Android phones are about to get a proper tap-to-transfer feature, and we now have the clearest picture yet of what it looks like. A newly activated UI buried inside Google Play Services v26.15.31 reveals “Tap to Share”—Google’s take on Apple’s NameDrop that lets two Android phones exchange contacts, photos, files, links, and location with a single physical gesture.The flow is simple. Unlock both phones, place them on top of each other with screens facing up, and hold until a warm, creamsicle-toned glow sweeps across the top edge of the display. That glow—first spotted in code by Android Authority last November—acts as visual confirmation that the transfer is live. If the overlap doesn’t connect, there’s a fallback: flip both phones and try back-to-back.That second instruction isn’t random.

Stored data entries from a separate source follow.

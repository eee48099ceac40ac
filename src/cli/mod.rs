// SPDX-License-Identifier: MIT OR Apache-2.0
// Copyright (c) 2025 adflow contributors

//! CLI command definitions and handlers
//!
//! Defines the command-line interface for adflow.

pub mod deploy;
pub mod graph;
pub mod init;
pub mod render;
pub mod schedule;
pub mod validate;

use chrono::{DateTime, Utc};
use clap::{Parser, Subcommand, ValueEnum};
use miette::Result;
use std::path::{Path, PathBuf};

use crate::errors::AdflowError;
use crate::manifest::{Manifest, DEFAULT_MANIFEST};
use crate::pipeline::PipelineRegistry;

/// Data factory pipeline builder
///
/// Define pipelines, triggers and their dependencies declaratively.
#[derive(Parser, Debug)]
#[clap(
    name = "adflow",
    version,
    about = "Declarative builder for data factory pipelines and triggers",
    long_about = None,
    after_help = "Examples:\n\
        adflow init                             Create a starter adflow.yaml\n\
        adflow validate                         Check every pipeline\n\
        adflow schedule '30 5 * * 2'            Show the recurrence for a cron string\n\
        adflow deploy --target out -g rg -f df  Mirror pipelines into a directory\n\n\
        See 'adflow <command> --help' for more information on a specific command."
)]
pub struct Cli {
    #[clap(subcommand)]
    pub command: Commands,

    /// Enable verbose output
    #[clap(short, long, global = true)]
    pub verbose: bool,

    /// Change to directory before executing
    #[clap(short = 'C', long, global = true, value_name = "DIR")]
    pub directory: Option<PathBuf>,
}

#[derive(Subcommand, Debug)]
pub enum Commands {
    /// Create a starter manifest
    Init {
        /// Name of the example pipeline (defaults to current directory name)
        name: Option<String>,

        /// Overwrite an existing manifest
        #[clap(long)]
        force: bool,
    },

    /// Validate every pipeline in a manifest
    Validate {
        /// Manifest file or directory
        #[clap(default_value = DEFAULT_MANIFEST)]
        path: PathBuf,
    },

    /// Show activity or pipeline dependencies as a graph
    Graph {
        /// Manifest file or directory
        #[clap(default_value = DEFAULT_MANIFEST)]
        path: PathBuf,

        /// Pipeline whose activities to draw (default: the pipeline dependency graph)
        #[clap(short, long)]
        pipeline: Option<String>,

        /// Output format
        #[clap(short, long, value_enum, default_value_t = GraphFormat::Text)]
        format: GraphFormat,
    },

    /// Compile a schedule expression and print the recurrence
    Schedule {
        /// Preset (@hourly, @daily, @weekly, @monthly, @yearly) or five-field cron string
        expression: String,

        /// Start time in RFC 3339 (default: now)
        #[clap(long)]
        start_time: Option<DateTime<Utc>>,

        /// Time zone name
        #[clap(long, default_value = crate::schedule::DEFAULT_TIME_ZONE)]
        time_zone: String,
    },

    /// Print the native documents for pipelines and triggers
    Render {
        /// Manifest file or directory
        #[clap(default_value = DEFAULT_MANIFEST)]
        path: PathBuf,

        /// Render only this pipeline
        #[clap(short, long)]
        pipeline: Option<String>,
    },

    /// Push pipelines and triggers into a factory mirror directory
    Deploy {
        /// Manifest file or directory
        #[clap(default_value = DEFAULT_MANIFEST)]
        path: PathBuf,

        /// Root directory of the factory mirror
        #[clap(short, long)]
        target: PathBuf,

        /// Resource group of the factory
        #[clap(short = 'g', long, env = "ADFLOW_RESOURCE_GROUP")]
        resource_group: String,

        /// Factory name
        #[clap(short, long, env = "ADFLOW_FACTORY")]
        factory: String,

        /// Show what would change without writing anything
        #[clap(long)]
        dry_run: bool,

        /// Keep remote pipelines that are no longer defined locally
        #[clap(long)]
        keep_stale: bool,
    },
}

/// Graph output format
#[derive(Debug, Clone, Copy, PartialEq, Eq, ValueEnum)]
pub enum GraphFormat {
    Text,
    Dot,
    Mermaid,
}

/// Load a manifest path into a registry
pub(crate) fn load_registry(path: &Path) -> Result<PipelineRegistry> {
    Manifest::load(path)
        .and_then(Manifest::into_registry)
        .map_err(with_suggestion)
}

/// Print the recovery hint for `error`, if it has one, and convert it
pub(crate) fn with_suggestion(error: AdflowError) -> miette::Report {
    if let Some(suggestion) = error.suggestion() {
        eprintln!("{}", suggestion);
    }
    error.into()
}
// SPDX-License-Identifier: MIT OR Apache-2.0
// Copyright (c) 2025 adflow contributors

//! Deploy command - push pipelines and triggers into a factory mirror

use colored::Colorize;
use miette::Result;
use std::path::PathBuf;

use crate::pipeline::PipelineValidator;
use crate::sync::{DirectoryFactory, FactoryScope, SyncDriver, SyncOptions, SyncReport};
use crate::utils;

/// Run the deploy command
#[allow(clippy::too_many_arguments)]
pub async fn run(
    path: PathBuf,
    target: PathBuf,
    resource_group: String,
    factory: String,
    dry_run: bool,
    keep_stale: bool,
    verbose: bool,
) -> Result<()> {
    let registry = super::load_registry(&path)?;

    // Refuse to push anything while a pipeline is invalid
    let mut invalid = 0;
    for pipeline in registry.iter() {
        let validation = PipelineValidator::validate(pipeline);
        if !validation.is_valid() {
            eprintln!("{} {}", "✗".red(), pipeline.name().bold());
            for error in &validation.errors {
                eprintln!("  {} {}", "✗".red(), error);
            }
            invalid += 1;
        }
    }
    if invalid > 0 {
        return Err(miette::miette!(
            "{} pipeline(s) failed validation, nothing was deployed",
            invalid
        ));
    }

    let scope = FactoryScope::new(resource_group, factory);
    let driver = SyncDriver::new(DirectoryFactory::new(&target), scope);
    let options = SyncOptions {
        dry_run,
        prune: !keep_stale,
    };

    let spinner = utils::create_spinner(&format!("Deploying to {}...", driver.scope()));
    let result = driver.deploy(&registry, &options).await;
    spinner.finish_and_clear();
    let report = result.map_err(super::with_suggestion)?;

    print_report(&report, driver.scope(), verbose);

    Ok(())
}

fn print_report(report: &SyncReport, scope: &FactoryScope, verbose: bool) {
    let title = if report.dry_run {
        format!("Deployment plan for {} (dry run)", scope)
    } else {
        format!("Deployed to {}", scope)
    };
    utils::print_header(&title);

    let pushed = if report.dry_run { "would push" } else { "pushed" };
    let deleted = if report.dry_run { "would delete" } else { "deleted" };

    for name in &report.pushed_pipelines {
        utils::print_success(&format!("pipeline {} {}", name.cyan(), pushed));
    }
    for name in &report.pushed_triggers {
        utils::print_success(&format!("trigger {} {}", name.cyan(), pushed));
    }
    for name in &report.deleted_pipelines {
        utils::print_warning(&format!("stale pipeline {} {}", name.cyan(), deleted));
    }

    if verbose && report.deleted_pipelines.is_empty() {
        utils::print_info("no stale pipelines");
    }

    println!();
    println!(
        "{} pipeline(s), {} trigger(s), {} deletion(s)",
        report.pushed_pipelines.len().to_string().bold(),
        report.pushed_triggers.len().to_string().bold(),
        report.deleted_pipelines.len().to_string().bold()
    );
}
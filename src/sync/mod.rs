// SPDX-License-Identifier: MIT OR Apache-2.0
// Copyright (c) 2025 adflow contributors

//! Synchronization with a remote factory
//!
//! This module provides the client trait the sync driver talks to, and two
//! implementations: an in-memory factory and a directory mirror that writes
//! native documents to disk.

mod directory;
mod driver;
mod memory;

pub use directory::DirectoryFactory;
pub use driver::{DeploymentRun, PlannedPipeline, SyncDriver, SyncOptions, SyncReport};
pub use memory::{FactoryCall, InMemoryFactory};

use async_trait::async_trait;
use std::fmt;

use crate::errors::AdflowResult;
use crate::resource::{PipelineResource, TriggerResource};

/// Address of one factory: resource group plus factory name
#[derive(Debug, Clone, PartialEq, Eq, Hash, PartialOrd, Ord)]
pub struct FactoryScope {
    pub resource_group: String,
    pub factory_name: String,
}

impl FactoryScope {
    pub fn new(resource_group: impl Into<String>, factory_name: impl Into<String>) -> Self {
        Self {
            resource_group: resource_group.into(),
            factory_name: factory_name.into(),
        }
    }
}

impl fmt::Display for FactoryScope {
    fn fmt(&self, f: &mut fmt::Formatter<'_>) -> fmt::Result {
        write!(f, "{}/{}", self.resource_group, self.factory_name)
    }
}

/// Management operations the sync driver needs from a remote factory
#[async_trait]
pub trait FactoryClient: Send + Sync {
    /// Names of every pipeline currently in the factory
    async fn list_pipelines(&self, scope: &FactoryScope) -> AdflowResult<Vec<String>>;

    async fn create_or_update_pipeline(
        &self,
        scope: &FactoryScope,
        name: &str,
        pipeline: &PipelineResource,
    ) -> AdflowResult<()>;

    async fn delete_pipeline(&self, scope: &FactoryScope, name: &str) -> AdflowResult<()>;

    async fn create_or_update_trigger(
        &self,
        scope: &FactoryScope,
        name: &str,
        trigger: &TriggerResource,
    ) -> AdflowResult<()>;
}
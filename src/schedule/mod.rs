// SPDX-License-Identifier: MIT OR Apache-2.0
// Copyright (c) 2025 adflow contributors

//! Schedule compilation
//!
//! Turns a preset token (`@daily`) or a five-field cron string into the
//! native recurrence model. Compilation is pure: the only time input is the
//! caller-supplied start time.

mod cron;
mod recurrence;
mod trigger;

pub use cron::{CronExpression, CronField, Weekday};
pub use recurrence::{Frequency, Recurrence, RecurrenceSchedule};
pub use trigger::ScheduleTrigger;

use chrono::{DateTime, Utc};
use std::fmt;
use std::str::FromStr;
use tracing::{debug, warn};

use crate::errors::{AdflowError, AdflowResult};
use recurrence::{all_hours, all_minutes};

/// Default time zone for triggers
pub const DEFAULT_TIME_ZONE: &str = "UTC";

/// Cron shapes the recurrence model cannot express
pub const INEXPRESSIBLE_SHAPES: [&str; 4] = ["* * 5 * 5", "5 * 5 * 5", "* 5 5 * 5", "5 5 5 * 5"];

/// Named schedule presets
#[derive(Debug, Clone, Copy, PartialEq, Eq, Hash)]
pub enum Preset {
    Hourly,
    Daily,
    Weekly,
    Monthly,
    Yearly,
}

impl Preset {
    /// Frequency and interval for this preset.
    ///
    /// There is no yearly unit, so `@yearly` is every 12 months.
    pub fn frequency(&self) -> (Frequency, u32) {
        match self {
            Self::Hourly => (Frequency::Hour, 1),
            Self::Daily => (Frequency::Day, 1),
            Self::Weekly => (Frequency::Week, 1),
            Self::Monthly => (Frequency::Month, 1),
            Self::Yearly => (Frequency::Month, 12),
        }
    }

    pub fn token(&self) -> &'static str {
        match self {
            Self::Hourly => "@hourly",
            Self::Daily => "@daily",
            Self::Weekly => "@weekly",
            Self::Monthly => "@monthly",
            Self::Yearly => "@yearly",
        }
    }
}

impl FromStr for Preset {
    type Err = AdflowError;

    fn from_str(s: &str) -> Result<Self, Self::Err> {
        match s {
            "@hourly" => Ok(Self::Hourly),
            "@daily" => Ok(Self::Daily),
            "@weekly" => Ok(Self::Weekly),
            "@monthly" => Ok(Self::Monthly),
            "@yearly" => Ok(Self::Yearly),
            other => Err(AdflowError::UnknownPreset {
                token: other.to_string(),
            }),
        }
    }
}

/// A parsed schedule expression
#[derive(Debug, Clone, Copy, PartialEq, Eq, Hash)]
pub enum Schedule {
    Preset(Preset),
    Cron(CronExpression),
}

impl FromStr for Schedule {
    type Err = AdflowError;

    fn from_str(s: &str) -> Result<Self, Self::Err> {
        let trimmed = s.trim();
        if trimmed.starts_with('@') {
            trimmed.parse().map(Self::Preset)
        } else {
            trimmed.parse().map(Self::Cron)
        }
    }
}

impl fmt::Display for Schedule {
    fn fmt(&self, f: &mut fmt::Formatter<'_>) -> fmt::Result {
        match self {
            Self::Preset(preset) => write!(f, "{}", preset.token()),
            Self::Cron(expr) => write!(f, "{}", expr),
        }
    }
}

impl Schedule {
    /// Compile into a recurrence starting at `start_time`
    pub fn compile(&self, start_time: DateTime<Utc>, time_zone: &str) -> AdflowResult<Recurrence> {
        match self {
            Self::Preset(preset) => {
                let (frequency, interval) = preset.frequency();
                Ok(Recurrence::new(frequency, interval, start_time, time_zone))
            }
            Self::Cron(expr) => compile_cron(expr, start_time, time_zone),
        }
    }
}

/// Parse and compile a schedule string in one step
pub fn compile(expression: &str, start_time: DateTime<Utc>, time_zone: &str) -> AdflowResult<Recurrence> {
    let recurrence = expression.parse::<Schedule>()?.compile(start_time, time_zone)?;
    debug!(
        "Compiled schedule '{}' to {}",
        expression,
        recurrence.describe()
    );
    Ok(recurrence)
}

/// Decide the recurrence shape.
///
/// Day-of-week is checked first, then day-of-month, then hour and minute.
fn compile_cron(
    expr: &CronExpression,
    start_time: DateTime<Utc>,
    time_zone: &str,
) -> AdflowResult<Recurrence> {
    if let Some(month) = expr.month().value() {
        warn!(
            "Month field {} in '{}' cannot be expressed as a recurrence and is ignored",
            month, expr
        );
    }

    let hours = expr.hour().value().map(|h| vec![h]).unwrap_or_else(all_hours);
    let minutes = expr.minute().value().map(|m| vec![m]).unwrap_or_else(all_minutes);
    let recurrence = |frequency, interval| Recurrence::new(frequency, interval, start_time, time_zone);

    match (expr.weekday(), expr.day_of_month().value()) {
        (Some(_), Some(_)) => Err(AdflowError::UnsupportedScheduleShape {
            expression: expr.to_string(),
            shapes: INEXPRESSIBLE_SHAPES.to_vec(),
        }),

        (Some(weekday), None) => Ok(recurrence(Frequency::Week, 1)
            .with_schedule(RecurrenceSchedule::at(hours, minutes).on_weekday(weekday))),

        (None, Some(day)) => {
            let frequency = match (expr.hour(), expr.minute()) {
                (CronField::Any, CronField::Value(_)) => Frequency::Day,
                _ => Frequency::Month,
            };
            Ok(recurrence(frequency, 1)
                .with_schedule(RecurrenceSchedule::at(hours, minutes).on_month_day(day)))
        }

        (None, None) => match (expr.hour().value(), expr.minute().value()) {
            (None, None) => Ok(recurrence(Frequency::Day, 1)),
            // The minute field is read as an hour interval here; zero means hourly.
            (None, Some(n)) => Ok(recurrence(Frequency::Hour, n.max(1))),
            (Some(hour), _) => Ok(recurrence(Frequency::Day, 1)
                .with_schedule(RecurrenceSchedule::at(vec![hour], minutes))),
        },
    }
}

#[cfg(test)]
mod tests {
    use super::*;
    use chrono::TimeZone;

    fn start() -> DateTime<Utc> {
        Utc.with_ymd_and_hms(2024, 3, 1, 12, 0, 0).unwrap()
    }

    fn compile_at(expression: &str) -> AdflowResult<Recurrence> {
        compile(expression, start(), DEFAULT_TIME_ZONE)
    }

    #[test]
    fn test_presets() {
        let cases = [
            ("@hourly", Frequency::Hour, 1),
            ("@daily", Frequency::Day, 1),
            ("@weekly", Frequency::Week, 1),
            ("@monthly", Frequency::Month, 1),
            ("@yearly", Frequency::Month, 12),
        ];
        for (token, frequency, interval) in cases {
            let recurrence = compile_at(token).unwrap();
            assert_eq!(recurrence.frequency, frequency, "{}", token);
            assert_eq!(recurrence.interval, interval, "{}", token);
            assert!(recurrence.schedule.is_none());
        }
    }

    #[test]
    fn test_unknown_preset() {
        let err = compile_at("@fortnightly").unwrap_err();
        assert!(matches!(err, AdflowError::UnknownPreset { token } if token == "@fortnightly"));
    }

    #[test]
    fn test_every_minute_is_daily_without_restriction() {
        let recurrence = compile_at("* * * * *").unwrap();
        assert_eq!(recurrence, Recurrence::new(Frequency::Day, 1, start(), "UTC"));
    }

    #[test]
    fn test_minute_only_is_hour_interval() {
        let recurrence = compile_at("25 * * * *").unwrap();
        assert_eq!(recurrence.frequency, Frequency::Hour);
        assert_eq!(recurrence.interval, 25);
        assert!(recurrence.schedule.is_none());
    }

    #[test]
    fn test_zero_minute_is_hourly() {
        let recurrence = compile_at("0 * * * *").unwrap();
        assert_eq!(recurrence.frequency, Frequency::Hour);
        assert_eq!(recurrence.interval, 1);
    }

    #[test]
    fn test_hour_only_fires_every_minute_of_that_hour() {
        let recurrence = compile_at("* 7 * * *").unwrap();
        assert_eq!(recurrence.frequency, Frequency::Day);
        assert_eq!(
            recurrence.schedule,
            Some(RecurrenceSchedule::at(vec![7], (0..60).collect()))
        );
    }

    #[test]
    fn test_daily_at_fixed_time() {
        let recurrence = compile_at("5 5 * * *").unwrap();
        assert_eq!(recurrence.frequency, Frequency::Day);
        assert_eq!(recurrence.interval, 1);
        assert_eq!(recurrence.schedule, Some(RecurrenceSchedule::at(vec![5], vec![5])));
    }

    #[test]
    fn test_month_day_every_minute() {
        let recurrence = compile_at("* * 15 * *").unwrap();
        assert_eq!(recurrence.frequency, Frequency::Month);
        assert_eq!(
            recurrence.schedule,
            Some(RecurrenceSchedule::at((0..24).collect(), (0..60).collect()).on_month_day(15))
        );
    }

    #[test]
    fn test_month_day_with_minute_uses_parsed_minute() {
        let recurrence = compile_at("25 * 10 * *").unwrap();
        assert_eq!(recurrence.frequency, Frequency::Day);
        let schedule = recurrence.schedule.unwrap();
        assert_eq!(schedule.minutes, vec![25]);
        assert_eq!(schedule.hours, (0..24).collect::<Vec<_>>());
        assert_eq!(schedule.month_days, Some(vec![10]));
    }

    #[test]
    fn test_month_day_with_hour() {
        let recurrence = compile_at("* 6 1 * *").unwrap();
        assert_eq!(recurrence.frequency, Frequency::Month);
        assert_eq!(
            recurrence.schedule,
            Some(RecurrenceSchedule::at(vec![6], (0..60).collect()).on_month_day(1))
        );

        let recurrence = compile_at("30 6 1 * *").unwrap();
        assert_eq!(recurrence.frequency, Frequency::Month);
        assert_eq!(
            recurrence.schedule,
            Some(RecurrenceSchedule::at(vec![6], vec![30]).on_month_day(1))
        );
    }

    #[test]
    fn test_weekday_every_minute() {
        let recurrence = compile_at("* * * * 2").unwrap();
        assert_eq!(recurrence.frequency, Frequency::Week);
        assert_eq!(recurrence.interval, 1);
        let schedule = recurrence.schedule.unwrap();
        assert_eq!(schedule.hours, (0..24).collect::<Vec<_>>());
        assert_eq!(schedule.minutes, (0..60).collect::<Vec<_>>());
        assert_eq!(schedule.week_days, Some(vec![Weekday::Tuesday]));
        assert_eq!(schedule.month_days, None);
    }

    #[test]
    fn test_weekday_at_fixed_time() {
        let recurrence = compile_at("15 22 * * 0").unwrap();
        assert_eq!(
            recurrence.schedule,
            Some(RecurrenceSchedule::at(vec![22], vec![15]).on_weekday(Weekday::Sunday))
        );
    }

    #[test]
    fn test_month_day_and_weekday_is_unsupported() {
        for expression in ["* * 5 * 5", "5 * 5 * 5", "* 5 5 * 5", "5 5 5 * 5"] {
            let err = compile_at(expression).unwrap_err();
            match err {
                AdflowError::UnsupportedScheduleShape { shapes, .. } => {
                    assert_eq!(shapes, INEXPRESSIBLE_SHAPES.to_vec());
                }
                other => panic!("unexpected error for {}: {:?}", expression, other),
            }
        }
    }

    #[test]
    fn test_range_checked_before_shape() {
        let err = compile_at("66 * 5 * 5").unwrap_err();
        assert!(matches!(err, AdflowError::InvalidFieldRange { field: "minute", .. }));
    }

    #[test]
    fn test_concrete_month_is_ignored() {
        assert_eq!(compile_at("5 5 * 6 *").unwrap(), compile_at("5 5 * * *").unwrap());
    }

    #[test]
    fn test_compilation_is_deterministic() {
        let a = serde_json::to_string(&compile_at("10 * 3 * *").unwrap()).unwrap();
        let b = serde_json::to_string(&compile_at("10 * 3 * *").unwrap()).unwrap();
        assert_eq!(a, b);
    }

    #[test]
    fn test_time_zone_is_carried() {
        let recurrence = compile("@daily", start(), "W. Europe Standard Time").unwrap();
        assert_eq!(recurrence.time_zone, "W. Europe Standard Time");
        assert_eq!(recurrence.start_time, start());
    }

    #[test]
    fn test_schedule_display_round_trips_tokens() {
        let schedule: Schedule = " @weekly ".parse().unwrap();
        assert_eq!(schedule.to_string(), "@weekly");
    }
}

It’s Google designing around a fundamental Android reality—NFC antenna placement is all over the map.
Samsung’s Galaxy S26, for example, has two antennas sitting in completely different positions. Apple never has to think about this because every iPhone puts the chip in the same spot. Google doesn’t have that luxury, so the overlap method gives NFC chips the best chance of finding each other.
Samsung gets first dibs on the contact card UI
Android Authority, alongside tipster AssembleDebug, also uncovered a contact-sharing screen clearly designed for Samsung devices.
It’s a minimal checkbox menu where users choose what to share: profile photo, phone number, or email. The design has been updated since its first appearance in November, now matching Android 16’s rounded aesthetic. Other OEMs should get it eventually.Tap to Share also appears to hook into Android’s existing share sheet, according to the report, which means it won’t just handle contact cards. NFC initiates the handshake, but heavier transfers—videos, file batches—will likely hand off to Wi-Fi or Bluetooth mid-stream.
No official timeline, but Android 17 is the obvious bet
Google hasn’t acknowledged the feature publicly, and everything activated so far is unfinished. But with stable Android 17 expected later this year, the timing lines up. It’s essentially Android Beam back from the dead—except this time, it actually has a proper UI to go with it.